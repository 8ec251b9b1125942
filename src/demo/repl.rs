//! Interactive console session with an [`Assistant`].
//!
//! Commands: `quit` / `exit` / `q`, `clear`, `code: <task>`. Anything else is
//! a question.

use std::io::Write;
use std::sync::Arc;

use log::{info, warn};
use tokio::io::{AsyncBufReadExt, BufReader};

use super::{banner, print_error};
use crate::core::assistant::Assistant;
use crate::core::config::ProviderConfig;
use crate::inference::CompletionProvider;

/// A parsed line of console input.
#[derive(Debug, PartialEq, Eq)]
pub enum ReplCommand {
    Quit,
    Clear,
    Code(String),
    Ask(String),
    Empty,
}

pub fn parse_command(line: &str) -> ReplCommand {
    let line = line.trim();
    if line.is_empty() {
        return ReplCommand::Empty;
    }

    if let Some(task) = line
        .get(..5)
        .filter(|prefix| prefix.eq_ignore_ascii_case("code:"))
        .map(|_| &line[5..])
    {
        return ReplCommand::Code(task.trim().to_string());
    }

    match line.to_lowercase().as_str() {
        "quit" | "exit" | "q" => ReplCommand::Quit,
        "clear" => ReplCommand::Clear,
        _ => ReplCommand::Ask(line.to_string()),
    }
}

fn prompt() {
    print!("You: ");
    let _ = std::io::stdout().flush();
}

/// Runs until `quit` or end of input.
pub async fn run(
    provider: Arc<dyn CompletionProvider>,
    config: &ProviderConfig,
    system_prompt: &str,
) -> std::io::Result<()> {
    banner("Research Assistant (Powered by Kimi K2)");
    println!("\nType your questions. Type 'quit' to exit, 'clear' to reset,");
    println!("or 'code: <task>' to get code suggestions.\n");

    let mut assistant = Assistant::new(provider, system_prompt);
    let mut lines = BufReader::new(tokio::io::stdin()).lines();

    println!("Assistant ready! Ask me anything.\n");

    loop {
        prompt();
        let Some(line) = lines.next_line().await? else {
            println!("\nGoodbye!");
            break;
        };

        let result = match parse_command(&line) {
            ReplCommand::Empty => continue,
            ReplCommand::Quit => {
                println!("\nGoodbye!");
                break;
            }
            ReplCommand::Clear => {
                assistant.clear_history();
                println!("\nConversation history cleared.\n");
                continue;
            }
            ReplCommand::Code(task) => {
                println!("\nGenerating code...\n");
                assistant.code_suggestion(&task).await
            }
            ReplCommand::Ask(question) => assistant.ask(&question).await,
        };

        match result {
            Ok(reply) => println!("\nKimi: {reply}\n"),
            Err(e) => {
                warn!("Assistant request failed: {}", e);
                print_error(&e, config);
                println!();
            }
        }
    }

    info!("Assistant session ended after {} turns", assistant.turns());
    Ok(())
}
//! # Assistant
//!
//! A conversation bound to one provider. Keeps the system prompt as the
//! first turn and appends every question/answer pair after it.
//!
//! ```text
//! history
//! ├── [0] system   (kept across clear_history)
//! ├── [1] user
//! ├── [2] assistant
//! └── ...
//! ```

use std::sync::Arc;

use log::{debug, warn};

use crate::inference::{CompletionOptions, CompletionProvider, Message, ProviderError, Role};

pub const DEFAULT_SYSTEM_PROMPT: &str = "You are Kimi, an AI assistant created by Moonshot AI. \
    Provide clear, accurate answers. Be honest about uncertainty and prefer clarity over hedging.";

/// Replies are allowed to run longer than one-shot completions.
pub const ASSISTANT_MAX_TOKENS: u32 = 4096;

/// Code suggestions use a lower temperature for more deterministic output.
pub const CODE_TEMPERATURE: f64 = 0.3;

pub struct Assistant {
    provider: Arc<dyn CompletionProvider>,
    history: Vec<Message>,
    options: CompletionOptions,
}

impl Assistant {
    pub fn new(provider: Arc<dyn CompletionProvider>, system_prompt: impl Into<String>) -> Self {
        Self {
            provider,
            history: vec![Message::system(system_prompt)],
            options: CompletionOptions::default().with_max_tokens(ASSISTANT_MAX_TOKENS),
        }
    }

    /// Replaces the options used for every turn.
    pub fn with_options(mut self, options: CompletionOptions) -> Self {
        self.options = options;
        self
    }

    pub fn history(&self) -> &[Message] {
        &self.history
    }

    pub fn system_prompt(&self) -> &str {
        &self.history[0].content
    }

    /// Number of completed question/answer pairs.
    pub fn turns(&self) -> usize {
        self.history
            .iter()
            .filter(|m| m.role == Role::Assistant)
            .count()
    }

    /// Asks a question using the assistant's default options.
    pub async fn ask(&mut self, question: &str) -> Result<String, ProviderError> {
        let options = self.options.clone();
        self.ask_with(question, &options).await
    }

    /// Asks a question with per-turn options.
    ///
    /// On failure the question is removed again so the history never ends
    /// with an unanswered user turn.
    pub async fn ask_with(
        &mut self,
        question: &str,
        options: &CompletionOptions,
    ) -> Result<String, ProviderError> {
        self.history.push(Message::user(question));
        debug!("Assistant turn with {} messages", self.history.len());

        match self.provider.chat_completion(&self.history, options).await {
            Ok(reply) => {
                self.history.push(Message::assistant(reply.clone()));
                Ok(reply)
            }
            Err(e) => {
                warn!("Assistant turn failed: {}", e);
                self.history.pop();
                Err(e)
            }
        }
    }

    /// Asks for code implementing `task`, at a lower temperature.
    pub async fn code_suggestion(&mut self, task: &str) -> Result<String, ProviderError> {
        let prompt = format!(
            "Generate clean, well-documented code for the following task:\n\n{task}\n\n\
             Requirements:\n\
             - Include inline comments explaining the logic\n\
             - Handle errors explicitly\n\
             - Keep the code modular and reusable\n\n\
             Provide only the code without additional explanation."
        );
        let options = self.options.clone().with_temperature(CODE_TEMPERATURE);
        self.ask_with(&prompt, &options).await
    }

    /// Drops every turn except the system prompt.
    pub fn clear_history(&mut self) {
        self.history.truncate(1);
    }
}
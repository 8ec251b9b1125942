pub mod provider;
pub mod providers;
pub mod stream;
pub mod types;

pub use provider::{CompletionProvider, ProviderError, ToolRequest, prompt_messages};
pub use providers::{MoonshotProvider, build_provider};
pub use stream::CompletionStream;
pub use types::{
    CompletionOptions, ContextLength, FunctionCall, Message, ModelInfo, Role, ToolCall, ToolChoice,
    ToolCompletion, ToolDefinition,
};
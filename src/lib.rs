//! Typed client for OpenAI-compatible chat completion APIs.
//!
//! Only Moonshot AI (Kimi) is wired up; the other provider kinds exist so
//! configuration can name them.

use std::fmt;

use clap::ValueEnum;
use serde::{Deserialize, Serialize};

pub mod core;
pub mod demo;
pub mod inference;

#[cfg(test)]
pub mod test_support;

#[derive(Clone, Copy, Debug, Default, PartialEq, Eq, Hash, ValueEnum, Serialize, Deserialize)]
#[serde(rename_all = "lowercase")]
pub enum ProviderKind {
    #[default]
    Moonshot,
    #[value(name = "openai")]
    #[serde(rename = "openai")]
    OpenAi,
    Anthropic,
    Ollama,
}

impl ProviderKind {
    /// Lowercase identifier used in config files and env vars.
    pub fn as_str(self) -> &'static str {
        match self {
            ProviderKind::Moonshot => "moonshot",
            ProviderKind::OpenAi => "openai",
            ProviderKind::Anthropic => "anthropic",
            ProviderKind::Ollama => "ollama",
        }
    }

    /// Environment variable holding the API key. `None` for local providers.
    pub fn api_key_env(self) -> Option<&'static str> {
        match self {
            ProviderKind::Moonshot => Some("MOONSHOT_API_KEY"),
            ProviderKind::OpenAi => Some("OPENAI_API_KEY"),
            ProviderKind::Anthropic => Some("ANTHROPIC_API_KEY"),
            ProviderKind::Ollama => None,
        }
    }

    pub fn base_url_env(self) -> &'static str {
        match self {
            ProviderKind::Moonshot => "MOONSHOT_BASE_URL",
            ProviderKind::OpenAi => "OPENAI_BASE_URL",
            ProviderKind::Anthropic => "ANTHROPIC_BASE_URL",
            ProviderKind::Ollama => "OLLAMA_BASE_URL",
        }
    }

    pub fn default_base_url(self) -> &'static str {
        match self {
            ProviderKind::Moonshot => "https://api.moonshot.cn/v1",
            ProviderKind::OpenAi => "https://api.openai.com/v1",
            ProviderKind::Anthropic => "https://api.anthropic.com",
            ProviderKind::Ollama => "http://localhost:11434",
        }
    }

    pub fn default_model(self) -> Option<&'static str> {
        match self {
            ProviderKind::Moonshot => Some("moonshot-v1-128k"),
            _ => None,
        }
    }

    /// Parses a config or env value, ignoring case.
    pub fn parse(value: &str) -> Option<ProviderKind> {
        <ProviderKind as ValueEnum>::from_str(value.trim(), true).ok()
    }
}

impl fmt::Display for ProviderKind {
    fn fmt(&self, f: &mut fmt::Formatter<'_>) -> fmt::Result {
        f.write_str(self.as_str())
    }
}

#[cfg(test)]
mod tests {
    use super::*;

    #[test]
    fn test_parse_provider_kind_ignores_case() {
        assert_eq!(ProviderKind::parse("Moonshot"), Some(ProviderKind::Moonshot));
        assert_eq!(ProviderKind::parse("OPENAI"), Some(ProviderKind::OpenAi));
        assert_eq!(ProviderKind::parse(" ollama "), Some(ProviderKind::Ollama));
        assert_eq!(ProviderKind::parse("bedrock"), None);
    }

    #[test]
    fn test_only_ollama_has_no_key_env() {
        assert_eq!(ProviderKind::Ollama.api_key_env(), None);
        assert_eq!(ProviderKind::Moonshot.api_key_env(), Some("MOONSHOT_API_KEY"));
    }

    #[test]
    fn test_provider_kind_serde_names() {
        let kind: ProviderKind = serde_json::from_str("\"openai\"").unwrap();
        assert_eq!(kind, ProviderKind::OpenAi);
        assert_eq!(serde_json::to_string(&ProviderKind::Anthropic).unwrap(), "\"anthropic\"");
    }
}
--
#### Exercise:
The answer is each line in which the word "session" occurs, copied from the material above.

#### Exercise result:
//! Interactive console session with an [`Assistant`].
    info!("Assistant session ended after {} turns", assistant.turns());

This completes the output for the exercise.